6 Tips to Manage Mental Health During Coronavirus

Keirschen Maize, LMSW

May 21, 2020

Most of us are experiencing enhanced fears, worries, and stress during this unprecedented and unpredictable time in our world.

Many of us are wrapping up “distance learning” with our children, are unable to see loved ones, are waiting to find out the status of employment, are struggling to work from home, or have been financially impacted by the virus crisis.

While managing your mental health is always crucial, it’s especially important to take care of yourself physically and mentally right now.
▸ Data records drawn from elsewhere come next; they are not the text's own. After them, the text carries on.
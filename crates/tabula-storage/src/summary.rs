//! Per-column statistics cached per dataset generation.

use std::collections::{BTreeMap, HashMap};
use std::sync::Arc;

use serde::{Deserialize, Serialize};
use tabula_model::{Dataset, Frame, Schema, Value};

use crate::error::Result;
use crate::jobs::JobQueue;
use crate::store::Store;

/// Most frequent values kept for dimension columns.
const TOP_VALUES: usize = 10;

#[derive(Clone, Debug, PartialEq, Serialize, Deserialize)]
pub struct TopValue {
    pub value: serde_json::Value,
    pub count: usize,
}

#[derive(Clone, Debug, PartialEq, Serialize, Deserialize)]
#[serde(tag = "kind", rename_all = "snake_case")]
pub enum ColumnSummary {
    Measure {
        count: usize,
        nulls: usize,
        sum: f64,
        mean: Option<f64>,
        min: Option<f64>,
        max: Option<f64>,
    },
    Dimension {
        count: usize,
        nulls: usize,
        distinct: usize,
        top: Vec<TopValue>,
    },
}

#[derive(Clone, Debug, PartialEq, Serialize, Deserialize)]
pub struct DatasetSummary {
    pub row_count: usize,
    pub columns: BTreeMap<String, ColumnSummary>,
}

pub fn summarize(schema: &Schema, frame: &Frame) -> DatasetSummary {
    let columns = schema
        .iter()
        .filter_map(|(key, column)| {
            let values = frame.column_values(key)?;
            let summary = if column.is_dimension() {
                summarize_dimension(&values)
            } else {
                summarize_measure(&values)
            };
            Some((key.to_string(), summary))
        })
        .collect();
    DatasetSummary {
        row_count: frame.row_count(),
        columns,
    }
}

fn summarize_measure(values: &[Value]) -> ColumnSummary {
    let numbers: Vec<f64> = values.iter().filter_map(Value::as_number).collect();
    let count = numbers.len();
    let sum: f64 = numbers.iter().sum();
    ColumnSummary::Measure {
        count,
        nulls: values.len() - count,
        sum,
        mean: (count > 0).then(|| sum / count as f64),
        min: numbers.iter().copied().reduce(f64::min),
        max: numbers.iter().copied().reduce(f64::max),
    }
}

fn summarize_dimension(values: &[Value]) -> ColumnSummary {
    let mut counts: HashMap<&Value, usize> = HashMap::new();
    let mut nulls = 0;
    for value in values {
        if value.is_null() {
            nulls += 1;
        } else {
            *counts.entry(value).or_default() += 1;
        }
    }

    let distinct = counts.len();
    let mut ranked: Vec<(&Value, usize)> = counts.into_iter().collect();
    ranked.sort_by(|a, b| b.1.cmp(&a.1).then_with(|| a.0.cmp(b.0)));
    let top = ranked
        .into_iter()
        .take(TOP_VALUES)
        .map(|(value, count)| TopValue {
            value: value.to_json(),
            count,
        })
        .collect();

    ColumnSummary::Dimension {
        count: values.len() - nulls,
        nulls,
        distinct,
        top,
    }
}

fn refresh(store: &dyn Store, dataset: &Dataset) -> Result<()> {
    let rows = store.load_rows(&dataset.id, &dataset.generation_id)?;
    let records: Vec<_> = rows.into_iter().map(|r| r.record).collect();
    let frame = Frame::from_records(&dataset.schema, &records)?;
    let summary = summarize(&dataset.schema, &frame);
    store.put_summary(
        &dataset.id,
        &dataset.generation_id,
        &serde_json::to_value(summary)?,
    )
}

/// Queue a summary recomputation for the dataset's current generation.
pub(crate) fn submit_summary(store: Arc<dyn Store>, jobs: &dyn JobQueue, dataset: Dataset) {
    let name = format!("summarize {}", dataset.id);
    jobs.submit(
        &name,
        Box::new(move || {
            if let Err(err) = refresh(store.as_ref(), &dataset) {
                log::warn!("summary of dataset {} failed: {err}", dataset.id);
            }
        }),
    );
}
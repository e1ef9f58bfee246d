//! Fire-and-forget background work.
//!
//! Components that trigger asynchronous work take an `Arc<dyn JobQueue>` and never learn how
//! (or whether) the job runs. Job failures are logged, never reported back to the submitter.

use std::panic::{catch_unwind, AssertUnwindSafe};

pub type Job = Box<dyn FnOnce() + Send + 'static>;

pub trait JobQueue: Send + Sync {
    /// Schedule `job`. `name` is used for logging only.
    fn submit(&self, name: &str, job: Job);
}

/// Runs every job immediately on the submitting thread.
#[derive(Clone, Copy, Debug, Default)]
pub struct InlineJobQueue;

impl JobQueue for InlineJobQueue {
    fn submit(&self, name: &str, job: Job) {
        log::debug!("running job {name} inline");
        if catch_unwind(AssertUnwindSafe(job)).is_err() {
            log::warn!("job {name} panicked");
        }
    }
}

/// Runs jobs on the blocking pool of a tokio runtime.
#[derive(Clone, Debug)]
pub struct TokioJobQueue {
    handle: tokio::runtime::Handle,
}

impl TokioJobQueue {
    pub fn new(handle: tokio::runtime::Handle) -> Self {
        Self { handle }
    }

    /// Queue onto the runtime the caller is running in, if any.
    pub fn current() -> Option<Self> {
        tokio::runtime::Handle::try_current().ok().map(Self::new)
    }
}

impl JobQueue for TokioJobQueue {
    fn submit(&self, name: &str, job: Job) {
        let name = name.to_string();
        log::debug!("queueing job {name}");
        let task = self.handle.spawn_blocking(job);
        self.handle.spawn(async move {
            if let Err(err) = task.await {
                log::warn!("job {name} failed: {err}");
            }
        });
    }
}
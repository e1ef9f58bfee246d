//! Calculated columns over stored datasets.
//!
//! [`Tabula`] wires the pieces together:
//! - [`CalculationRegistry`] validates, materializes and deletes calculated columns
//! - [`DatasetService`] saves and replaces rows, recomputing calculations after an update
//! - [`Ingestor`] creates datasets from CSV sources and schema documents
//! - [`api`] exposes JSON handlers on top
//!
//! All mutations of one dataset are serialized through [`DatasetLocks`].

pub mod api;
mod config;
mod datasets;
mod engine;
mod error;
pub mod ingest;
mod locks;
mod registry;

pub use config::Config;
pub use datasets::DatasetService;
pub use engine::Tabula;
pub use error::{CalcError, CalcResult, ErrorKind};
pub use ingest::{CsvOptions, Ingestor, LocalFileFetcher, UrlFetcher};
pub use locks::DatasetLocks;
pub use registry::CalculationRegistry;
//! Row-wise and grouped formula evaluation.
//!
//! Rows are evaluated inside a *partition*: the whole frame when ungrouped, or the rows sharing
//! one group key. Aggregates always range over the current partition and are computed once per
//! partition; scalar expressions are evaluated per row. A grouped evaluation produces one value per
//! partition which is then broadcast to every row of that partition, so the result is always
//! aligned 1:1 with the frame's rows.

use chrono::Datelike;
use std::cmp::Ordering;
use std::collections::{HashMap, HashSet};
use tabula_model::{Frame, Schema, SimpleType, Value};

use crate::error::{FormulaError, FormulaResult};
use crate::functions::Function;
use crate::parser::{parse, BinaryOp, Expr, UnaryOp};
use crate::typecheck::{check, Node};

/// A parsed, resolved and type-checked formula.
#[derive(Clone, Debug, PartialEq)]
pub struct Formula {
    text: String,
    expr: Expr,
    root: Node,
    result_type: SimpleType,
    references: Vec<String>,
    aggregate_slots: usize,
}

impl Formula {
    pub fn text(&self) -> &str {
        &self.text
    }

    pub fn expr(&self) -> &Expr {
        &self.expr
    }

    /// Simpletype of the derived column. Always-null formulas are typed as strings.
    pub fn result_type(&self) -> SimpleType {
        self.result_type
    }

    /// Schema keys of every referenced column, in first-reference order.
    pub fn references(&self) -> &[String] {
        &self.references
    }

    pub fn has_aggregates(&self) -> bool {
        self.aggregate_slots > 0
    }
}

#[derive(Clone, Copy, Debug, Default)]
pub struct FormulaEvaluator;

impl FormulaEvaluator {
    pub fn new() -> Self {
        Self
    }

    /// Parse `text` and check it against `schema`.
    ///
    /// Every identifier must resolve to a schema column; the first one that does not is named in
    /// [`FormulaError::UnknownIdentifier`].
    pub fn validate(&self, text: &str, schema: &Schema) -> FormulaResult<Formula> {
        let expr = parse(text)?;
        let checked = check(&expr, schema)?;
        Ok(Formula {
            text: text.to_string(),
            expr,
            root: checked.root,
            result_type: checked.ty.unwrap_or(SimpleType::String),
            references: checked.references,
            aggregate_slots: checked.aggregate_slots,
        })
    }

    /// Evaluate `formula` over every row of `frame`, whose columns are schema keys.
    ///
    /// With a `group`, the group identifier must resolve to a dimension column; otherwise the
    /// evaluation fails with [`FormulaError::Group`].
    pub fn evaluate(
        &self,
        formula: &Formula,
        frame: &Frame,
        group: Option<&str>,
        schema: &Schema,
    ) -> FormulaResult<Vec<Value>> {
        let mut columns = HashMap::with_capacity(formula.references.len());
        for key in &formula.references {
            let idx = frame.column_idx(key).ok_or_else(|| {
                FormulaError::Eval(format!("column {key} is missing from the row data"))
            })?;
            columns.insert(key.as_str(), idx);
        }

        let Some(group) = group else {
            let rows: Vec<usize> = (0..frame.row_count()).collect();
            let mut partition = Partition::new(frame, &columns, &rows, formula.aggregate_slots);
            let mut out = Vec::with_capacity(rows.len());
            for &row in &rows {
                out.push(partition.eval(&formula.root, Some(row))?);
            }
            log::debug!("evaluated {:?} over {} rows", formula.text, out.len());
            return Ok(out);
        };

        let group_idx = group_column(group, frame, schema)?;
        let partitions = partition_rows(frame, group_idx);
        let mut out = vec![Value::Null; frame.row_count()];
        for rows in &partitions {
            let mut partition = Partition::new(frame, &columns, rows, formula.aggregate_slots);
            let value = partition.eval(&formula.root, None)?;
            for &row in rows {
                out[row] = value.clone();
            }
        }
        log::debug!(
            "evaluated {:?} over {} rows in {} groups of {group}",
            formula.text,
            out.len(),
            partitions.len()
        );
        Ok(out)
    }
}

fn group_column(group: &str, frame: &Frame, schema: &Schema) -> FormulaResult<usize> {
    let key = schema
        .resolve(group)
        .map_err(|_| FormulaError::Group(format!("group column {group} does not exist")))?;
    let is_dimension = schema.get(key).is_some_and(|c| c.is_dimension());
    if !is_dimension {
        return Err(FormulaError::Group(format!(
            "group column {group} is not a dimension"
        )));
    }
    frame
        .column_idx(key)
        .ok_or_else(|| FormulaError::Group(format!("group column {group} has no row data")))
}

/// Row indices per distinct group key, in order of first appearance.
fn partition_rows(frame: &Frame, group_idx: usize) -> Vec<Vec<usize>> {
    let mut index: HashMap<&Value, usize> = HashMap::new();
    let mut partitions: Vec<Vec<usize>> = Vec::new();
    for (row, values) in frame.rows().iter().enumerate() {
        let next = partitions.len();
        let slot = *index.entry(&values[group_idx]).or_insert(next);
        if slot == next {
            partitions.push(Vec::new());
        }
        partitions[slot].push(row);
    }
    partitions
}

struct Partition<'a> {
    frame: &'a Frame,
    columns: &'a HashMap<&'a str, usize>,
    rows: &'a [usize],
    cache: Vec<Option<Value>>,
}

impl<'a> Partition<'a> {
    fn new(
        frame: &'a Frame,
        columns: &'a HashMap<&'a str, usize>,
        rows: &'a [usize],
        aggregate_slots: usize,
    ) -> Self {
        Self {
            frame,
            columns,
            rows,
            cache: vec![None; aggregate_slots],
        }
    }

    /// Evaluate `node` for `current`, or once for the whole partition when `current` is `None`.
    fn eval(&mut self, node: &Node, current: Option<usize>) -> FormulaResult<Value> {
        match node {
            Node::Literal(v) => Ok(v.clone()),
            Node::Column(key) => self.column(key, current),
            Node::Unary { op, expr } => {
                let v = self.eval(expr, current)?;
                Ok(match (op, v) {
                    (UnaryOp::Negate, Value::Number(n)) => Value::finite(-n.0),
                    (UnaryOp::Not, Value::Boolean(b)) => Value::Boolean(!b),
                    _ => Value::Null,
                })
            }
            Node::Binary { op, left, right } => {
                let l = self.eval(left, current)?;
                let r = self.eval(right, current)?;
                Ok(binary(*op, l, r))
            }
            Node::Scalar { func, args } => self.scalar(*func, args, current),
            Node::Aggregate { slot, func, args } => {
                if let Some(cached) = &self.cache[*slot] {
                    return Ok(cached.clone());
                }
                let value = self.aggregate(*func, args)?;
                self.cache[*slot] = Some(value.clone());
                Ok(value)
            }
        }
    }

    fn column(&self, key: &str, current: Option<usize>) -> FormulaResult<Value> {
        let idx = self.columns.get(key).copied().ok_or_else(|| {
            FormulaError::Eval(format!("column {key} is missing from the row data"))
        })?;
        let at = |row: usize| self.frame.value_by_idx(row, idx).cloned().unwrap_or(Value::Null);

        if let Some(row) = current {
            return Ok(at(row));
        }

        // Outside an aggregate in a grouped evaluation: only a value shared by the whole group
        // is meaningful.
        let mut rows = self.rows.iter().copied();
        let first = rows.next().map(at).unwrap_or(Value::Null);
        if rows.any(|row| at(row) != first) {
            return Err(FormulaError::Group(format!(
                "column {key} varies within a group; wrap it in an aggregate"
            )));
        }
        Ok(first)
    }

    fn collect(&mut self, arg: &Node) -> FormulaResult<Vec<Value>> {
        let rows = self.rows;
        let mut values = Vec::with_capacity(rows.len());
        for &row in rows {
            let v = self.eval(arg, Some(row))?;
            if !v.is_null() {
                values.push(v);
            }
        }
        Ok(values)
    }

    fn aggregate(&mut self, func: Function, args: &[Node]) -> FormulaResult<Value> {
        let Some(first) = args.first() else {
            // `count()` counts rows.
            return Ok(Value::from(self.rows.len() as i64));
        };
        let values = self.collect(first)?;

        let value = match func {
            Function::Sum => Value::finite(numbers(&values).sum()),
            Function::Mean => {
                if values.is_empty() {
                    Value::Null
                } else {
                    Value::finite(numbers(&values).sum::<f64>() / values.len() as f64)
                }
            }
            Function::Median => median(numbers(&values).collect()),
            Function::Min => values.iter().min().cloned().unwrap_or(Value::Null),
            Function::Max => values.iter().max().cloned().unwrap_or(Value::Null),
            Function::Count => Value::from(values.len() as i64),
            Function::DistinctCount => {
                Value::from(values.iter().collect::<HashSet<_>>().len() as i64)
            }
            Function::Ratio => {
                let numerator: f64 = numbers(&values).sum();
                let denominator: f64 = match args.get(1) {
                    Some(arg) => numbers(&self.collect(arg)?).sum(),
                    None => return Ok(Value::Null),
                };
                Value::finite(numerator / denominator)
            }
            scalar => {
                return Err(FormulaError::Eval(format!(
                    "{} is not an aggregate",
                    scalar.name()
                )))
            }
        };
        Ok(value)
    }

    fn scalar(
        &mut self,
        func: Function,
        args: &[Node],
        current: Option<usize>,
    ) -> FormulaResult<Value> {
        let value = match func {
            Function::If => {
                let cond = self.eval(&args[0], current)?;
                if cond.as_bool() == Some(true) {
                    self.eval(&args[1], current)?
                } else if let Some(otherwise) = args.get(2) {
                    self.eval(otherwise, current)?
                } else {
                    Value::Null
                }
            }
            Function::Coalesce => {
                for arg in args {
                    let v = self.eval(arg, current)?;
                    if !v.is_null() {
                        return Ok(v);
                    }
                }
                Value::Null
            }
            Function::IsNull => Value::Boolean(self.eval(&args[0], current)?.is_null()),
            Function::Abs => match self.eval(&args[0], current)?.as_number() {
                Some(n) => Value::finite(n.abs()),
                None => Value::Null,
            },
            Function::Round => {
                let x = self.eval(&args[0], current)?.as_number();
                let digits = match args.get(1) {
                    Some(arg) => self.eval(arg, current)?.as_number(),
                    None => Some(0.0),
                };
                match (x, digits) {
                    (Some(x), Some(digits)) => {
                        let factor = 10f64.powi(digits.trunc() as i32);
                        Value::finite((x * factor).round() / factor)
                    }
                    _ => Value::Null,
                }
            }
            Function::Year | Function::Month | Function::Day => {
                match self.eval(&args[0], current)?.as_datetime() {
                    Some(dt) => Value::from(match func {
                        Function::Year => i64::from(dt.year()),
                        Function::Month => i64::from(dt.month()),
                        _ => i64::from(dt.day()),
                    }),
                    None => Value::Null,
                }
            }
            aggregate => {
                return Err(FormulaError::Eval(format!(
                    "{} is an aggregate",
                    aggregate.name()
                )))
            }
        };
        Ok(value)
    }
}

fn numbers(values: &[Value]) -> impl Iterator<Item = f64> + '_ {
    values.iter().filter_map(Value::as_number)
}

fn median(mut values: Vec<f64>) -> Value {
    if values.is_empty() {
        return Value::Null;
    }
    values.sort_by(f64::total_cmp);
    let mid = values.len() / 2;
    if values.len() % 2 == 0 {
        Value::finite((values[mid - 1] + values[mid]) / 2.0)
    } else {
        Value::finite(values[mid])
    }
}

fn binary(op: BinaryOp, l: Value, r: Value) -> Value {
    match op {
        BinaryOp::And => match (l.as_bool(), r.as_bool()) {
            (Some(false), _) | (_, Some(false)) => Value::Boolean(false),
            (Some(true), Some(true)) => Value::Boolean(true),
            _ => Value::Null,
        },
        BinaryOp::Or => match (l.as_bool(), r.as_bool()) {
            (Some(true), _) | (_, Some(true)) => Value::Boolean(true),
            (Some(false), Some(false)) => Value::Boolean(false),
            _ => Value::Null,
        },
        BinaryOp::Concat => {
            let text = |v: &Value| if v.is_null() { String::new() } else { v.to_string() };
            Value::Text(text(&l) + &text(&r))
        }
        _ if l.is_null() || r.is_null() => Value::Null,
        BinaryOp::Equals => Value::Boolean(l == r),
        BinaryOp::NotEquals => Value::Boolean(l != r),
        BinaryOp::Less => Value::Boolean(l.cmp(&r) == Ordering::Less),
        BinaryOp::LessEquals => Value::Boolean(l.cmp(&r) != Ordering::Greater),
        BinaryOp::Greater => Value::Boolean(l.cmp(&r) == Ordering::Greater),
        BinaryOp::GreaterEquals => Value::Boolean(l.cmp(&r) != Ordering::Less),
        arithmetic => match (l.as_number(), r.as_number()) {
            (Some(a), Some(b)) => Value::finite(match arithmetic {
                BinaryOp::Add => a + b,
                BinaryOp::Subtract => a - b,
                BinaryOp::Multiply => a * b,
                BinaryOp::Divide => a / b,
                BinaryOp::Modulo => a % b,
                _ => a.powf(b),
            }),
            _ => Value::Null,
        },
    }
}
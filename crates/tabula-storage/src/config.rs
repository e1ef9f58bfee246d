/// Tuning knobs for [`crate::ObservationStore`].
#[derive(Clone, Copy, Debug, PartialEq, Eq)]
pub struct StoreConfig {
    /// Maximum rows per insert or column-write batch. Zero is treated as one.
    pub batch_size: usize,
    /// Queue a summary job after every `save` and `update`.
    pub summarize_on_save: bool,
    /// Rows inspected when a schema is inferred from incoming data.
    pub sample_rows: usize,
}

impl Default for StoreConfig {
    fn default() -> Self {
        Self {
            batch_size: 1000,
            summarize_on_save: true,
            sample_rows: 100,
        }
    }
}

impl StoreConfig {
    pub fn effective_batch_size(&self) -> usize {
        self.batch_size.max(1)
    }
}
Here are 6 tips to help you manage during this time:

  1. Connect with others. Even though life routines have changed and we feel more “social distance”, make an effort to connect with people in different ways. Set a weekly recurring Zoom meeting with family or friends, make daily phone calls to check-in on those you care about, send a text or email, or write an old-fashioned letter and stick it in the mailbox to surprise a loved one. You will feel brighter not just by speaking with others, but through acts that you know will brighten someone else’s day.
  2. Limit alcohol intake. While alcohol may feel like a reasonable go-to solution to ease anxiety while you are stuck in the house, alcohol can ultimately amplify feelings of sadness, worry, or even anger. You will be much more clear-headed and equipped to manage the day-to-day stressors without alcohol in your system. If you are having trouble sleeping or relaxing, try natural teas, meditation, or speak to your medication provider about other options.
  3. Make time to relax. It’s important to figure out methods that work for you that help you relax and decrease anxiety. For some, that may be meditation or yoga and for others it might be journaling or sitting outside and reading a good book. Think about the activities that make you feel relaxed and bring you a sense of comfort and block off an hour daily to honor this time.
  4. Avoid inundating yourself with news coverage. Too much information and/or inaccurate information can enhance feelings of anxiety and fear. While it’s important to understand what is going on in the world from day to day, try to limit your exposure to non-stop news coverage via television or online. In addition, social media can feed into people’s fears, communicate false information, and instigate arguments. Limiting your time spent with these modes of communication can help control unneeded feelings of worry.
  5. Speak with a Mental Health professional. While day-to-day routines have slowed down or changed from the norm, use this time to treat yourself to some extra support. Most local providers are currently offering telemedicine options for appointments from the safety and comfort of your own home. Masks and extra sanitation procedures in offices are also making it possible to be seen in person.
  6. Utilize Local Resources for help and support.
  • United Way 2-1-1- 24/7 free and confidential support to connect you to the right community or government organization for help.
  • FamilyWize prescription discounts. CVS and Walgreens are providing free delivery of prescriptions.
  • Pathfinders is providing employment, transportation, and financial assistance/coaching.
  • Texas Child Abuse Hotline 1-800-252-5400 for concerns regarding the treatment of any child during this stressful time for parents and caregivers.
  • Tarrant Area Food Bank to help families find a food pantry or food options.
  • United Way’s Area Agency on Aging provides support to Senior Citizens.

Visit United Way of Tarrant County  for many additional resources.

If the safety of yourself or someone else is at immediate risk, please call 911 or go to your nearest Emergency Room.